GIVEN DATA START

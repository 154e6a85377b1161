//! Results table geometry and cell styling.
//!
//! Word lets a table overflow the page when long, unbreakable strings (DOIs,
//! compound drug names) sit in auto-sized columns. The table is therefore laid
//! out with fixed column widths derived from the usable page width, and the
//! text columns get zero-width break opportunities.

use pgx_model::Phenotype;

/// Column share of the usable width: gene, phenotype, drug, recommendation.
pub const COLUMN_FRACTIONS: [f64; 4] = [0.16, 0.22, 0.22, 0.40];

/// Fraction of the usable width the table may occupy.
pub const WIDTH_SAFETY_FACTOR: f64 = 0.98;

/// Characters after which a line may break.
pub const SOFT_BREAKERS: &str = "/-_.,;:";

pub const ZERO_WIDTH_SPACE: char = '\u{200B}';

const TWIPS_PER_CM: f64 = 1440.0 / 2.54;

/// Float noise tolerated when comparing rounded widths.
const WIDTH_EPSILON: f64 = 1e-9;

/// Page width and horizontal margins, in centimeters.
#[derive(Debug, Clone, Copy, PartialEq)]
pub struct PageGeometry {
    pub width_cm: f64,
    pub left_margin_cm: f64,
    pub right_margin_cm: f64,
}

impl Default for PageGeometry {
    /// A4 portrait with 2.5 cm margins.
    fn default() -> Self {
        Self {
            width_cm: 21.0,
            left_margin_cm: 2.5,
            right_margin_cm: 2.5,
        }
    }
}

impl PageGeometry {
    /// Width available to the table.
    pub fn usable_cm(&self) -> f64 {
        (self.width_cm - self.left_margin_cm - self.right_margin_cm).max(0.0) * WIDTH_SAFETY_FACTOR
    }
}

fn round_cm(value: f64) -> f64 {
    (value * 100.0).round() / 100.0
}

fn floor_cm(value: f64) -> f64 {
    (value * 100.0 + WIDTH_EPSILON).floor() / 100.0
}

/// Column widths in centimeters, rounded to 0.01 cm.
///
/// Rounding overflow is taken off the last column so the sum never exceeds
/// [`PageGeometry::usable_cm`].
pub fn fit_column_widths(page: &PageGeometry) -> [f64; 4] {
    let usable = page.usable_cm();
    let mut widths = COLUMN_FRACTIONS.map(|fraction| round_cm(usable * fraction));
    let overflow = widths.iter().sum::<f64>() - usable;
    if overflow > WIDTH_EPSILON {
        widths[3] = floor_cm(widths[3] - overflow).max(0.0);
    }
    widths
}

pub fn cm_to_twips(cm: f64) -> u32 {
    (cm * TWIPS_PER_CM).round().max(0.0) as u32
}

/// Inserts a zero-width space after each of `/-_.,;:`.
pub fn soft_breaks(text: &str) -> String {
    let mut out = String::with_capacity(text.len() + text.len() / 4);
    for ch in text.chars() {
        out.push(ch);
        if SOFT_BREAKERS.contains(ch) {
            out.push(ZERO_WIDTH_SPACE);
        }
    }
    out
}

/// Shading class of a result row.
#[derive(Debug, Clone, Copy, PartialEq, Eq)]
pub enum RiskLevel {
    Normal,
    Actionable,
    Unknown,
}

impl RiskLevel {
    /// Cell fill as RGB hex without '#'.
    pub fn fill(self) -> &'static str {
        match self {
            RiskLevel::Normal => "E6F4E6",
            RiskLevel::Actionable => "F6DEDE",
            RiskLevel::Unknown => "FFFFFF",
        }
    }
}

impl From<Phenotype> for RiskLevel {
    fn from(phenotype: Phenotype) -> Self {
        match phenotype {
            Phenotype::Normal => RiskLevel::Normal,
            Phenotype::Intermediate | Phenotype::Poor | Phenotype::Ultrarapid => {
                RiskLevel::Actionable
            }
            Phenotype::Indeterminate => RiskLevel::Unknown,
        }
    }
}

GIVEN DATA END

TASK ITEM
One inclusive range is required: first line of the data through the line containing "is therefore laid". Set it down exactly and output nothing else.

PROBLEM SOLUTION
repository 154e6a85377b1161
//! Results table geometry and cell styling.
//!
//! Word lets a table overflow the page when long, unbreakable strings (DOIs,
//! compound drug names) sit in auto-sized columns. The table is therefore laid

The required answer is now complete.